If you can't wait for some "Ripperology", there is always the excellent Jack the Ripper: Media, Culture, History , edited by Alexandra Warwick and Martin Willis (Manchester University Press), which includes essays on the historical, cultural and media context of the murders and reveals the continued interest in the subject among academics. It is to be hoped that the exhibition and books will advance the debate and allow a re-evaluation of London's East End heritage, at once looking back to the 19th century and forward to the Olympics in the 21st.

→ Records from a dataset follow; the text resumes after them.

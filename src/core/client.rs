use crate::core::url;
use crate::domain::model::{ApiBase, BaseUrl, CatalogEntity, HealthReport, TeamRef};
use crate::domain::ports::CatalogApi;
use crate::utils::error::{CortexError, Result};
use async_trait::async_trait;
use reqwest::Client;
use serde::de::DeserializeOwned;
use serde::Deserialize;
use std::time::Duration;

pub const DEFAULT_USER_AGENT: &str = concat!("cortex-links/", env!("CARGO_PKG_VERSION"));

#[derive(Debug, Clone)]
pub struct HttpSettings {
    pub connect_timeout: Duration,
    pub request_timeout: Duration,
    pub user_agent: String,
}

impl Default for HttpSettings {
    fn default() -> Self {
        Self {
            connect_timeout: Duration::from_secs(5),
            request_timeout: Duration::from_secs(8),
            user_agent: DEFAULT_USER_AGENT.to_string(),
        }
    }
}

// Response bodies: only the fields we read, everything else is ignored.

#[derive(Debug, Deserialize)]
struct EntityBody {
    id: Option<String>,
    #[serde(rename = "type")]
    entity_type: Option<String>,
}

#[derive(Debug, Deserialize)]
struct TeamBody {
    id: Option<String>,
}

#[derive(Debug, Deserialize)]
struct ServiceBody {
    name: Option<String>,
}

fn required(field: &str, value: Option<String>) -> Result<String> {
    value
        .filter(|v| !v.trim().is_empty())
        .ok_or_else(|| CortexError::MalformedResponse {
            field: field.to_string(),
        })
}

/// Stateless client for the Cortex REST API.
///
/// The underlying `reqwest::Client` pools connections and is cheap to clone,
/// so one instance is shared by every background fetch.
#[derive(Debug, Clone)]
pub struct CatalogClient {
    client: Client,
}

impl CatalogClient {
    pub fn new(settings: &HttpSettings) -> Result<Self> {
        let client = Client::builder()
            .connect_timeout(settings.connect_timeout)
            .timeout(settings.request_timeout)
            .user_agent(settings.user_agent.clone())
            .build()?;
        Ok(Self { client })
    }

    /// GET with optional bearer auth; non-2xx statuses become errors.
    async fn get(&self, url: &str, token: Option<&str>) -> Result<reqwest::Response> {
        let mut request = self.client.get(url);
        if let Some(token) = token.filter(|t| !t.trim().is_empty()) {
            request = request.bearer_auth(token);
        }

        tracing::debug!("GET {}", url);
        let response = request.send().await?;
        let status = response.status();
        tracing::debug!("Response status: {}", status);

        if status.is_success() {
            Ok(response)
        } else {
            Err(CortexError::from_status(status.as_u16(), url))
        }
    }

    async fn get_json<T: DeserializeOwned>(&self, url: &str, token: Option<&str>) -> Result<T> {
        let body = self.get(url, token).await?.text().await?;
        serde_json::from_str(&body).map_err(|e| CortexError::MalformedResponse {
            field: format!("body ({})", e),
        })
    }

    async fn health(&self, url: &str, token: Option<&str>) -> HealthReport {
        match self.get(url, token).await {
            Ok(response) => HealthReport {
                ok: true,
                message: "Connection successful".to_string(),
                http_code: Some(response.status().as_u16()),
            },
            Err(e) => {
                let code = match &e {
                    CortexError::Unauthorized => Some(401),
                    CortexError::NotFound { .. } => Some(404),
                    CortexError::UnexpectedStatus { status } => Some(*status),
                    _ => None,
                };
                tracing::warn!("Health check failed: {}", e);
                HealthReport::failed(e.to_string(), code)
            }
        }
    }

    /// Folds every lookup failure into `None`. Remote-side failures are
    /// expected misses; anything else is logged louder.
    fn miss<T>(what: &str, result: Result<T>) -> Option<T> {
        match result {
            Ok(value) => Some(value),
            Err(e) if e.is_resolution_miss() => {
                tracing::debug!("{} lookup missed: {}", what, e);
                None
            }
            Err(e) => {
                tracing::warn!("{} lookup failed: {} ({:?})", what, e, e.category());
                None
            }
        }
    }
}

#[async_trait]
impl CatalogApi for CatalogClient {
    async fn check_health(&self, base: &BaseUrl, token: Option<&str>) -> HealthReport {
        self.health(&url::health_url(base), token).await
    }

    async fn check_api_health(&self, api_base: &ApiBase, token: Option<&str>) -> HealthReport {
        self.health(&url::catalog_definitions_url(api_base), token)
            .await
    }

    async fn fetch_entity_by_tag(
        &self,
        api_base: &ApiBase,
        token: Option<&str>,
        tag: &str,
    ) -> Option<CatalogEntity> {
        let url = url::catalog_entity_url(api_base, tag);
        let result: Result<CatalogEntity> = async {
            let body: EntityBody = self.get_json(&url, token).await?;
            Ok(CatalogEntity {
                id: required("id", body.id)?,
                entity_type: required("type", body.entity_type)?,
            })
        }
        .await;
        Self::miss("Catalog", result)
    }

    async fn fetch_team(
        &self,
        api_base: &ApiBase,
        token: Option<&str>,
        tag_or_id: &str,
    ) -> Option<TeamRef> {
        let url = url::team_lookup_url(api_base, tag_or_id);
        let result: Result<TeamRef> = async {
            let body: TeamBody = self.get_json(&url, token).await?;
            Ok(TeamRef {
                id: required("id", body.id)?,
            })
        }
        .await;
        Self::miss("Team", result)
    }

    async fn fetch_service_name(
        &self,
        api_base: &ApiBase,
        token: Option<&str>,
        id: &str,
    ) -> Option<String> {
        let url = url::service_lookup_url(api_base, id);
        let result: Result<String> = async {
            let body: ServiceBody = self.get_json(&url, token).await?;
            required("name", body.name)
        }
        .await;
        Self::miss("Service", result)
    }
}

The middle classes have always enjoyed slumming it among the poor of the East End. There were William and Catherine Booth, the tambourines and temperance of the Salvation Army, whose best efforts to convert the populace were met by mocking "skeleton armies" of beer drinkers and urchins. Charles Booth, armed with his coloured pencils and protected by a burly policeman, crept about making maps of poverty; Dr Barnardo saved ragged kids and sent them to the suburbs, while Lenin and Krupskaya embarked on open-topped bus tours of the masses. In the 1920s, charabancs cruised Limehouse in search of opium dens and a bit of Chinese how's-yer-father following the publication of Sax Rohmer's Fu Manchu tales. The middle classes simply cannot keep away and, in such a cacophony, the voice of the real East Ender is often drowned out.

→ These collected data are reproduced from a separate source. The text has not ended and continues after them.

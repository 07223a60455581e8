// Adapters layer: concrete implementations for external inputs (documents on disk).

pub mod yaml;
use crate::domain::model::ReferenceKind;
use clap::{Parser, Subcommand, ValueEnum};
use std::path::PathBuf;

#[derive(Debug, Clone, Parser)]
#[command(name = "cortex-links")]
#[command(about = "Resolve cortex.yaml references to Cortex catalog links")]
pub struct CliConfig {
    #[arg(long, short, default_value = "cortex-links.toml")]
    pub config: PathBuf,

    #[arg(long, help = "Enable verbose output")]
    pub verbose: bool,

    #[arg(long, help = "Emit logs as JSON lines")]
    pub log_json: bool,

    #[command(subcommand)]
    pub command: Command,
}

#[derive(Debug, Clone, Subcommand)]
pub enum Command {
    /// Check connectivity to the Cortex UI and API base URLs
    Health,
    /// List every Cortex reference in a cortex.yaml file
    Scan {
        file: PathBuf,
        #[arg(long, help = "Also resolve the navigation URL of each reference")]
        resolve: bool,
    },
    /// Print the navigation URL for a single value
    Resolve { kind: KindArg, value: String },
    /// Find cortex.yaml files and print their x-cortex-tag
    Detect {
        #[arg(default_value = ".")]
        dir: PathBuf,
    },
}

#[derive(Debug, Clone, Copy, PartialEq, Eq, ValueEnum)]
pub enum KindArg {
    ServiceId,
    Tag,
    Owner,
}

impl From<KindArg> for ReferenceKind {
    fn from(kind: KindArg) -> Self {
        match kind {
            KindArg::ServiceId => ReferenceKind::ServiceId,
            KindArg::Tag => ReferenceKind::CrossReferenceTag,
            KindArg::Owner => ReferenceKind::OwnerReference,
        }
    }
}

#[cfg(test)]
mod tests {
    use super::*;

    #[test]
    fn test_parse_scan_command() {
        let cli = CliConfig::parse_from(["cortex-links", "--verbose", "scan", "cortex.yaml", "--resolve"]);
        assert!(cli.verbose);
        assert_eq!(cli.config, PathBuf::from("cortex-links.toml"));
        match cli.command {
            Command::Scan { file, resolve } => {
                assert_eq!(file, PathBuf::from("cortex.yaml"));
                assert!(resolve);
            }
            other => panic!("unexpected command: {:?}", other),
        }
    }

    #[test]
    fn test_parse_resolve_kind() {
        let cli = CliConfig::parse_from(["cortex-links", "resolve", "owner", "platform"]);
        match cli.command {
            Command::Resolve { kind, value } => {
                assert_eq!(ReferenceKind::from(kind), ReferenceKind::OwnerReference);
                assert_eq!(value, "platform");
            }
            other => panic!("unexpected command: {:?}", other),
        }
    }
}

With the election of George Galloway to Bethnal Green and Bow, the liberal elite finally triumphed over the poor. Gorgeous George, cigar-smoking and sharply dressed, the epitome of those for whom the East End is a "good cause"; the inheritor of a history that links the Jewish Bund to the Anti-Nazi League. The apotheosis of the self-made "flash" of the 19th century, Galloway combines the devil-may-care attitude of the flâneur with the vulgarity of the traditional East End demagogue. The East End has long been a special sociological "case" and Jack the Ripper a sort of "key" to its mysteries. The only trusted East End intellectuals are those who espouse a "cause". Then they become the authentic voice of the oppressed.
Yet actual working-class and lower- middle-class academics from the East of London (the East End borders Essex, remember) have always borne the stigma of their origins. On the whole, working-class intellectuals do less well in academia, are disparaged for their publications and rise to senior positions only with difficulty. It appears working-class intellectuals are still fair game.

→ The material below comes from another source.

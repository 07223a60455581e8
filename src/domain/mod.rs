// Domain layer: plain data types and the ports the core talks through.

pub mod model;
pub mod ports;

Like Gilbert and Sullivan's own Lord High Executioner, Jack the Ripper is a "true philanthropist", "carving up" the East End for new researchers. Each generation seems to see what it wants, often reinforcing the very prejudices it thought it was challenging. Everybody's favourite suspect (without real evidence) remains Sir William Gull - a poor lad with the temerity to rise to the post of royal physician. He came from Essex.
Clive Bloom is emeritus professor at Middlesex University. His Terror Within: The Dream of a British Republic was published in June by Sutton, £20.